To assess the proportion of cells expressing a photoreceptor phenotype in these cultures, cells were fixed on DIV 9 in 3.7% formaldehyde, and were stained with oil red O, which labels lipid droplets  that are characteristic of avian cone photoreceptors in vivo and in vitro [22,23], and with DAPI, to label the nuclei of all cells in the cultures. A total of 3,064 cells were counted from randomly selected microscope fields from 12 culture dishes. In this sample, 78±2% of the DAPI labeled cells stained with oil red O. This estimate of the percentage of photoreceptors is consistent with previous estimates made on cultures generated from E6 chick retina and grown at lower density [24,25].
RNA isolation and first strand cDNA synthesis
Cells were washed twice with Hanks' Balanced Salt Solution (HBSS) and collected in 150 μl of Buffer RLT, and processed for RNA isolation by a silica-based filter-binding RNeasy mini kit (Qiagen Inc., Valencia, CA). Samples were treated with RNase-free DNase I following the manufacturer's instructions (Qiagen Inc.).
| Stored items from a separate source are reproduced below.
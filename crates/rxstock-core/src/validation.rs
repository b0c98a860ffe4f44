//! # Validation Module
//!
//! Input validation utilities for the RxStock engine.
//!
//! ## Validation Strategy
//! ```text
//! ┌─────────────────────────────────────────────────────────────────────────┐
//! │                      Validation Layers                                  │
//! │                                                                         │
//! │  Layer 1: Caller (HTTP layer, excluded from this workspace)             │
//! │  ├── Authorization, request shape                                       │
//! │  └── Immediate user feedback                                            │
//! │           │                                                             │
//! │           ▼                                                             │
//! │  Layer 2: THIS MODULE (runs before any I/O)                             │
//! │  ├── Quantity sign and range checks                                     │
//! │  └── Batch metadata and request-list contracts                          │
//! │           │                                                             │
//! │           ▼                                                             │
//! │  Layer 3: Database (SQLite)                                             │
//! │  ├── NOT NULL and CHECK constraints                                     │
//! │  ├── UNIQUE (line_id, batch_number)                                     │
//! │  └── Foreign key constraints                                            │
//! │                                                                         │
//! │  Defense in depth: multiple layers catch different errors               │
//! └─────────────────────────────────────────────────────────────────────────┘
//! ```

use crate::error::ValidationError;
use crate::types::NewBatch;
use crate::{MAX_BATCH_NUMBER_LEN, MAX_MUTATION_QUANTITY};

/// Result type for validation operations.
pub type ValidationResult<T> = Result<T, ValidationError>;

// =============================================================================
// Numeric Validators
// =============================================================================

/// Validates a mutation quantity (increase/decrease amount).
///
/// ## Rules
/// - Must be positive (> 0)
/// - Must not exceed MAX_MUTATION_QUANTITY
///
/// A zero or negative delta is always a caller bug, and the upper bound
/// catches fat-fingered restocks (1000000 instead of 1000).
pub fn validate_quantity(qty: i64) -> ValidationResult<()> {
    if qty <= 0 {
        return Err(ValidationError::MustBePositive {
            field: "quantity".to_string(),
        });
    }

    if qty > MAX_MUTATION_QUANTITY {
        return Err(ValidationError::OutOfRange {
            field: "quantity".to_string(),
            min: 1,
            max: MAX_MUTATION_QUANTITY,
        });
    }

    Ok(())
}

/// Validates an absolute stock level (`set_absolute` target).
///
/// ## Rules
/// - Must be non-negative (zero empties the line)
/// - Must not exceed MAX_MUTATION_QUANTITY
pub fn validate_absolute_quantity(qty: i64) -> ValidationResult<()> {
    if qty < 0 {
        return Err(ValidationError::MustNotBeNegative {
            field: "quantity".to_string(),
        });
    }

    if qty > MAX_MUTATION_QUANTITY {
        return Err(ValidationError::OutOfRange {
            field: "quantity".to_string(),
            min: 0,
            max: MAX_MUTATION_QUANTITY,
        });
    }

    Ok(())
}

/// Validates a price or unit cost in cents.
///
/// ## Rules
/// - Must be non-negative (>= 0)
/// - Zero is allowed (samples, donations)
pub fn validate_price_cents(cents: i64) -> ValidationResult<()> {
    if cents < 0 {
        return Err(ValidationError::MustNotBeNegative {
            field: "price".to_string(),
        });
    }

    Ok(())
}

/// Validates a search radius in kilometers.
///
/// ## Rules
/// - Must be finite and positive
pub fn validate_radius_km(radius: f64) -> ValidationResult<()> {
    if !radius.is_finite() || radius <= 0.0 {
        return Err(ValidationError::MustBePositive {
            field: "max_radius_km".to_string(),
        });
    }

    Ok(())
}

// =============================================================================
// String Validators
// =============================================================================

/// Validates a manufacturer batch/lot number.
///
/// ## Rules
/// - Must not be empty
/// - Must be at most MAX_BATCH_NUMBER_LEN characters
/// - Should contain only alphanumeric characters, hyphens, underscores
///
/// ## Example
/// ```rust
/// use rxstock_core::validation::validate_batch_number;
///
/// assert!(validate_batch_number("AMX-2026-0142").is_ok());
/// assert!(validate_batch_number("").is_err());
/// ```
pub fn validate_batch_number(batch_number: &str) -> ValidationResult<()> {
    let batch_number = batch_number.trim();

    if batch_number.is_empty() {
        return Err(ValidationError::Required {
            field: "batch_number".to_string(),
        });
    }

    if batch_number.len() > MAX_BATCH_NUMBER_LEN {
        return Err(ValidationError::TooLong {
            field: "batch_number".to_string(),
            max: MAX_BATCH_NUMBER_LEN,
        });
    }

    if !batch_number
        .chars()
        .all(|c| c.is_alphanumeric() || c == '-' || c == '_')
    {
        return Err(ValidationError::InvalidFormat {
            field: "batch_number".to_string(),
            reason: "must contain only letters, numbers, hyphens, and underscores".to_string(),
        });
    }

    Ok(())
}

// =============================================================================
// Composite Validators
// =============================================================================

/// Validates new-batch metadata supplied on a restock.
pub fn validate_new_batch(batch: &NewBatch) -> ValidationResult<()> {
    validate_batch_number(&batch.batch_number)?;
    validate_price_cents(batch.cost_per_unit_cents)?;
    Ok(())
}

/// Validates the medication id list of a fulfillment request.
///
/// ## Rules
/// - Must contain at least one id (empty requests are rejected before any
///   lookup runs - the result would be undefined)
/// - Each id must be non-empty
pub fn validate_medication_ids(medication_ids: &[String]) -> ValidationResult<()> {
    if medication_ids.is_empty() {
        return Err(ValidationError::Empty {
            field: "medication_ids".to_string(),
        });
    }

    if medication_ids.iter().any(|id| id.trim().is_empty()) {
        return Err(ValidationError::Required {
            field: "medication_id".to_string(),
        });
    }

    Ok(())
}

// =============================================================================
// Unit Tests
// =============================================================================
First strand cDNA synthesis was performed as described . Briefly, total RNA (2 μg) was reverse transcribed in the literature a 20 μl reaction using oligo-dT primer (Invitrogen, Carlsbad, CA), RNase inhibitor and Superscript III reverse transcriptase (Invitrogen). The reaction proceeded for 1 h at 50 °C, followed by 15 min at 72 °C to inactivate the enzyme.
Quantitative real time PCR
Real time PCR amplification of cDNA was performed with SYBR Green master mix (Bio-Rad, Hercules, CA) in a Bio-Rad iCycler (Bio-Rad) as described in previous reports [26,27]. Briefly, the reaction mixture included 2 μl of cDNA, 1X SYBR Green mix, and 300 nM gene specific forward and reverse primers. PCR reaction includes initial denaturation at 95 °C for 3 min followed by 45 cycles of denaturation at 95 °C for 15 s, annealing at 60 °C for 30 s, and extension at 72 °C for 30 s. Each sample was assayed in triplicate and normalized to the expression of a housekeeping gene, hypoxanthine phosphoribosyl transferase (Hprt). cDNA fragments of Bmal1 (GenBank accession number AF205219), Npas2/Mop4 (GenBank accession number AF396828), Clock (GenBank accession number AF246959), Cry1 (GenBank accession number AY034432), Per2 (GenBank accession number AF246956), Hprt (GenBank accession number AJ132697), and Aanat (GenBank accession number U46502) transcripts were generated by PCR, gel purified, quantitated, and used as standards in the real-time PCR assays. The primers used in the experiment for the expression of Aanat and clock genes (Table 1) were designed using the software PrimerQuest (Integrated DNA Technologies, Coralville, IA) and validated for the single PCR product as verified by melting curve analysis, agarose gel electrophoresis and DNA sequencing. Moreover, each primer set was designed spanning intron-exon borders and/or bracketing one or more introns.
Estimation of melatonin
At ZT 0 on day 8 in vitro, medium was replaced with 1 ml of fresh medium using the same formulation described for medium changes on DIV 4 and 7. Thereafter, 1 ml of media was collected from the culture dishes and replaced every 3 h on DIV 8 in LD and on DIV 9 in DD. Levels of melatonin in culture media were determined by reversed-phase high performance liquid chromatography (HPLC). To 100 μl of culture media 20 μl of 1 N HClO4 was added to precipitate proteins. After centrifugation at 15,000 g for 10 min, a 100 μl aliquot of supernatant was injected into the HPLC system. The separation was performed on an Ultrasphere ODS 250x4.6 mm column, 5 mm (Beckman Coulter, Fullerton, CA) with 40% methanol in water as the mobile phase. Melatonin was detected by fluorescence with excitation and emission wavelengths set at 283 and 352 nm, respectively. External standards of melatonin with concentrations ranging from 50 to 2000 pg/injection were used to build a calibration curve.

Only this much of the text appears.